RECORDS PROVIDED:
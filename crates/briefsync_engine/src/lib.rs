//! # Briefsync Engine
//!
//! Briefcase manager for replicas of a versioned repository.
//!
//! This crate provides:
//! - Version resolution against the remote change-set history
//! - Reverse, reinstate and merge planning and execution
//! - A bridge to the native change-set applier (on-task or blocking worker)
//! - Push with bounded retry on contention
//! - Code and lock reconciliation with a durable pending set
//! - Replica download, enumeration and deletion
//! - Semantic rebase of pending local transactions over schema changes
//!
//! ## Architecture
//!
//! A `BriefcaseManager` owns the cache root, the remote client and the
//! native engine. Every operation takes the manager plus a
//! `&mut Briefcase`, so one replica is driven by one task at a time.
//!
//! ## Key Invariants
//!
//! - Change-sets are ordered by index, never by id
//! - Phases run reverse, then reinstate, then merge
//! - A replica's parent is the last change-set applied going forward
//! - Pending code ids are cleared only on success or conflict

#![deny(unsafe_code)]
#![warn(missing_docs)]
#![warn(clippy::unwrap_used, clippy::expect_used, clippy::panic)]

mod applier;
mod cache;
mod config;
mod error;
mod events;
mod lifecycle;
mod manager;
mod native;
mod push;
mod rebase;
mod reconcile;
mod remote;
mod resolver;
mod sync;

pub use applier::needs_async_apply;
pub use cache::{delete_file, delete_folder, delete_folder_if_empty, LocalCacheStore, REPLICA_EXTENSION};
pub use config::{
    ManagerConfig, RetryConfig, DEFAULT_ASYNC_APPLY_THRESHOLD, DEFAULT_RECONCILE_BATCH_LIMIT,
};
pub use error::{ErrorKind, SyncError, SyncResult};
pub use events::{EventBus, SyncEvent};
pub use lifecycle::{DeleteOutcome, LocalBriefcaseProps};
pub use manager::{Briefcase, BriefcaseManager};
pub use native::{LocalChangeSet, NativeEngine, NativeError, NativeReplica, NativeResult};
pub use push::PushOutcome;
pub use rebase::{classify, combine_deltas, merge_schemas, RebaseReport, RebaseState, RebaseWorkspace};
pub use reconcile::{PendingCodeSet, ReconcileOutcome, ReconcileSummary};
pub use remote::{
    CancellationHandle, ChangeSetQuery, RemoteError, RemoteRepository, RemoteResult, RemoteStatus,
};
pub use resolver::VersionResolver;
pub use sync::PullOutcome;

WORK TO COMPLETE: Given the listing, work out the number of lines in which the word "reinstate" is found, and supply only that number.

ANSWER TO THE PROBLEM: 2